Leachate is the term used to describe wastewater from landfills or waste recycling plants. Leachate is often heavily contaminated with organic and inorganic pollutants, so precipitation and surface water that has entered the landfill body is collected under the landfill body to prevent contamination of the soil and groundwater.

How is leachate treated?


Treatment of leachate is essential and required by law before it is discharged into a receiving water body (direct discharge) or sent to a municipal wastewater treatment plant (indirect discharge). The limit values of the pollutant parameters to which the leachate must be purified for direct or indirect discharge are specified in Annex 51 of the German Wastewater Directive (AbwV).

There are numerous treatment processes for wastewater treatment, which are often used in combination with each other for optimized purification performance.

Often, especially when the degradation of nitrogen compounds is desired, a leachate treatment plant consists of a biological treatment stage with downstream filtration for sludge separation and an activated carbon adsorption stage for the reduction of substances that are difficult to biodegrade. In the biological stage, biodegradable carbon and nitrogen compounds are broken down by bacteria by means of nitrification and denitrification. The removal of nitrogen reduces the eutrophication potential. The typical next treatment step is then a mechanical separation of activated sludge and biologically pre-cleaned leachate by filtration. The state of the art here is the use of ultrafiltration systems.

A large proportion of the separated biomass is returned to the biological stage, while a smaller proportion is removed from the system as excess sludge and sent to subsequent sludge treatment/sludge dewatering. The solids-free, biologically pre-treated leachate is then purified to the required limits in the next treatment step, the activated carbon adsorption stage. The activated carbon adsorbs the substances that are difficult to degrade via biological processes, such as difficult-to-degrade COD, AOX, PAH/BTX and hydrocarbons.

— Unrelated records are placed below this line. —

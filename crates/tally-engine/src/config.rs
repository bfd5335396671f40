//! # Engine Configuration
//!
//! Store settings the engine needs at checkout time.
//!
//! ## Configuration Sources
//! ```text
//! ┌─────────────────────────────────────────────────────────────────────────┐
//! │                    Configuration Priority                               │
//! │                                                                         │
//! │  1. Environment Variables (highest priority)                           │
//! │     TALLY_STORE_NAME="Corner Shop"                                     │
//! │     TALLY_TAX_RATE=0.0825                                              │
//! │     TALLY_DB_PATH=/var/lib/tally/tally.db                              │
//! │                                                                         │
//! │  2. TOML Config File                                                   │
//! │     ~/.config/tally-pos/tally.toml (Linux)                             │
//! │     ~/Library/Application Support/com.tally.pos/tally.toml (macOS)     │
//! │                                                                         │
//! │  3. Default Values (lowest priority)                                   │
//! │     tax_rate = 0, tally.db in the working directory                    │
//! └─────────────────────────────────────────────────────────────────────────┘
//! ```
//!
//! ## Configuration File Format
//! ```toml
//! # tally.toml
//! store_name = "Corner Shop"
//! tax_rate = "0.10"          # decimal fraction, quoted
//! database_path = "/var/lib/tally/tally.db"
//! max_connections = 5
//! busy_timeout_secs = 5
//! acquire_timeout_secs = 10
//! ```

use std::path::{Path, PathBuf};
use std::time::Duration;

use serde::{Deserialize, Serialize};
use tracing::{debug, info, warn};

use crate::error::ConfigError;
use tally_core::TaxRate;
use tally_db::DbConfig;

/// Engine configuration.
#[derive(Debug, Clone, PartialEq, Serialize, Deserialize)]
pub struct EngineConfig {
    /// Printed at the top of every receipt.
    #[serde(default = "default_store_name")]
    pub store_name: String,

    /// Sales tax applied once to the cart subtotal.
    #[serde(default)]
    pub tax_rate: TaxRate,

    #[serde(default = "default_database_path")]
    pub database_path: PathBuf,

    #[serde(default = "default_max_connections")]
    pub max_connections: u32,

    /// How long a write waits for SQLite's lock before `Unavailable`.
    #[serde(default = "default_busy_timeout")]
    pub busy_timeout_secs: u64,

    /// How long a caller waits for a pooled connection.
    #[serde(default = "default_acquire_timeout")]
    pub acquire_timeout_secs: u64,
}

fn default_store_name() -> String {
    "Tally Store".to_string()
}

fn default_database_path() -> PathBuf {
    PathBuf::from("tally.db")
}

fn default_max_connections() -> u32 {
    5
}

fn default_busy_timeout() -> u64 {
    5
}

fn default_acquire_timeout() -> u64 {
    10
}

impl Default for EngineConfig {
    fn default() -> Self {
        EngineConfig {
            store_name: default_store_name(),
            tax_rate: TaxRate::zero(),
            database_path: default_database_path(),
            max_connections: default_max_connections(),
            busy_timeout_secs: default_busy_timeout(),
            acquire_timeout_secs: default_acquire_timeout(),
        }
    }
}

impl EngineConfig {
    /// Loads configuration from file, environment, and defaults.
    ///
    /// ## Load Order (later overrides earlier)
    /// 1. Default values
    /// 2. Config file (`tally.toml`)
    /// 3. Environment variables
    pub fn load(config_path: Option<PathBuf>) -> Result<Self, ConfigError> {
        let mut config = Self::default();

        if let Some(path) = config_path.or_else(Self::default_config_path) {
            if path.exists() {
                info!(?path, "Loading engine config from file");
                config = Self::from_file(&path)?;
            } else {
                debug!(?path, "Config file not found, using defaults");
            }
        }

        config.apply_env_overrides()?;
        config.validate()?;

        Ok(config)
    }

    /// Parses a TOML file without applying the environment.
    pub fn from_file(path: &Path) -> Result<Self, ConfigError> {
        let contents = std::fs::read_to_string(path)?;
        Self::from_toml(&contents)
    }

    pub fn from_toml(contents: &str) -> Result<Self, ConfigError> {
        Ok(toml::from_str(contents)?)
    }

    /// Validates the configuration.
    pub fn validate(&self) -> Result<(), ConfigError> {
        if self.max_connections == 0 {
            return Err(ConfigError::Invalid(
                "max_connections must be greater than 0".into(),
            ));
        }

        if self.store_name.trim().is_empty() {
            return Err(ConfigError::Invalid("store_name must not be empty".into()));
        }

        TaxRate::from_fraction(self.tax_rate.as_decimal())
            .map_err(|e| ConfigError::Invalid(e.to_string()))?;

        Ok(())
    }

    /// Applies environment variable overrides.
    ///
    /// An unparsable `TALLY_TAX_RATE` is an error, never a fallback.
    fn apply_env_overrides(&mut self) -> Result<(), ConfigError> {
        if let Ok(name) = std::env::var("TALLY_STORE_NAME") {
            debug!(store_name = %name, "Overriding store name from environment");
            self.store_name = name;
        }

        if let Ok(rate) = std::env::var("TALLY_TAX_RATE") {
            debug!(tax_rate = %rate, "Overriding tax rate from environment");
            self.tax_rate = rate
                .parse()
                .map_err(|e| ConfigError::Invalid(format!("TALLY_TAX_RATE: {}", e)))?;
        }

        if let Ok(path) = std::env::var("TALLY_DB_PATH") {
            debug!(path = %path, "Overriding database path from environment");
            self.database_path = PathBuf::from(path);
        }

        if let Ok(max) = std::env::var("TALLY_MAX_CONNECTIONS") {
            match max.parse::<u32>() {
                Ok(max) => self.max_connections = max,
                Err(_) => warn!(value = %max, "Ignoring unparsable TALLY_MAX_CONNECTIONS"),
            }
        }

        Ok(())
    }

    /// Returns the default config file path.
    pub fn default_config_path() -> Option<PathBuf> {
        directories::ProjectDirs::from("com", "tally", "pos")
            .map(|dirs| dirs.config_dir().join("tally.toml"))
    }

    /// Pool settings derived from this config.
    pub fn db_config(&self) -> DbConfig {
        DbConfig::new(&self.database_path)
            .max_connections(self.max_connections)
            .busy_timeout(Duration::from_secs(self.busy_timeout_secs))
            .acquire_timeout(Duration::from_secs(self.acquire_timeout_secs))
    }
}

In addition to these processes, there are several others, such as reverse osmosis, ozonation, evaporation, precipitation, sedimentation or chemical oxidation, which are used in the process of leachate treatment.

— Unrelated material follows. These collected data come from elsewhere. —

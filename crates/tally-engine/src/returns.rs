//! # Returns
//!
//! Whole-sale returns: `Completed → Returned`, stock credited back.
//!
//! ```text
//!   BEGIN
//!   UPDATE sales SET status='returned' WHERE id=? AND status='completed'
//!     │
//!     ├─ 0 rows ─► read sale ─► SaleNotFound / InvalidStateTransition
//!     │
//!     └─ 1 row  ─► +qty Return movement per line
//!                  audit sale.returned
//!                  COMMIT
//! ```
//!
//! The status update is the first statement, so two concurrent returns of
//! the same sale serialize on the write lock and the second sees 0 rows.

use chrono::{DateTime, Utc};
use serde::{Deserialize, Serialize};
use serde_json::json;
use tracing::{info, instrument};
use ts_rs::TS;

use tally_core::validation::{validate_actor_id, validate_uuid};
use tally_core::{Money, PaymentMethod, SaleStatus, StockMovement};
use tally_db::{actions, AuditRepository, DbError, NewAuditEvent, SaleRepository, StockLedger};

use crate::checkout::CheckoutEngine;
use crate::error::{CheckoutError, EngineResult};

/// What a completed return did.
#[derive(Debug, Clone, Serialize, Deserialize, TS)]
#[serde(rename_all = "camelCase")]
#[ts(export)]
pub struct ReturnOutcome {
    pub sale_id: String,
    pub invoice_number: String,
    /// Amount to hand back, the full sale total.
    pub refund: Money,
    /// How the sale was originally paid.
    pub payment_method: PaymentMethod,
    /// The `Return` credits, one per sale line.
    pub movements: Vec<StockMovement>,
    pub actor_id: String,
    #[ts(as = "String")]
    pub returned_at: DateTime<Utc>,
}

impl CheckoutEngine {
    /// Returns a completed sale in full.
    ///
    /// ## Returns
    /// * `Err(InvalidInput)` when `sale_id` is not a UUID
    /// * `Err(SaleNotFound)` for an unknown id
    /// * `Err(InvalidStateTransition)` if the sale is not `Completed`
    ///   (including a second return of the same sale)
    #[instrument(skip(self))]
    pub async fn return_sale(&self, sale_id: &str, actor_id: &str) -> EngineResult<ReturnOutcome> {
        validate_uuid(sale_id)?;
        validate_actor_id("actor_id", actor_id)?;

        let returned_at = Utc::now();
        let mut tx = self.db.begin().await?;

        if !SaleRepository::mark_returned_in(&mut tx, sale_id, returned_at).await? {
            let current = SaleRepository::get_by_id_in(&mut tx, sale_id).await?;
            return Err(match current {
                None => CheckoutError::SaleNotFound(sale_id.to_string()),
                Some(sale) if sale.status.can_transition_to(SaleStatus::Returned) => {
                    CheckoutError::invariant(format!(
                        "sale {} is {} but its return did not apply",
                        sale_id, sale.status
                    ))
                }
                Some(sale) => CheckoutError::InvalidStateTransition {
                    sale_id: sale_id.to_string(),
                    from: sale.status,
                    to: SaleStatus::Returned,
                },
            });
        }

        let sale = SaleRepository::get_by_id_in(&mut tx, sale_id)
            .await?
            .ok_or_else(|| CheckoutError::invariant(format!("sale {} vanished mid-return", sale_id)))?;

        let movements = StockLedger::reverse_sale_in(&mut tx, sale_id, actor_id).await?;

        let event = AuditRepository::append_in(
            &mut tx,
            NewAuditEvent::new(actor_id, actions::SALE_RETURNED, "sale", sale_id).details(json!({
                "invoice_number": sale.invoice_number,
                "refund_cents": sale.total_cents,
                "payment_method": sale.payment_method,
                "lines": movements.len(),
            })),
        )
        .await?;

        tx.commit().await.map_err(DbError::from)?;
        AuditRepository::publish(&event);

        info!(
            sale_id = %sale_id,
            invoice_number = %sale.invoice_number,
            refund = %sale.total(),
            actor_id = %actor_id,
            "Sale returned"
        );

        Ok(ReturnOutcome {
            sale_id: sale.id.clone(),
            refund: sale.total(),
            invoice_number: sale.invoice_number,
            payment_method: sale.payment_method,
            movements,
            actor_id: actor_id.to_string(),
            returned_at,
        })
    }
}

All processes and operating methods have to be individually adapted to the local conditions and boundary conditions in order to find the technically and economically optimal concept for the respective task through detailed planning. For the evaluation of different leachate treatment concepts and the final selection of the concept to be implemented, in most cases other factors such as space conditions, existing plant components or even references have to be considered in addition to the technical/economic criteria.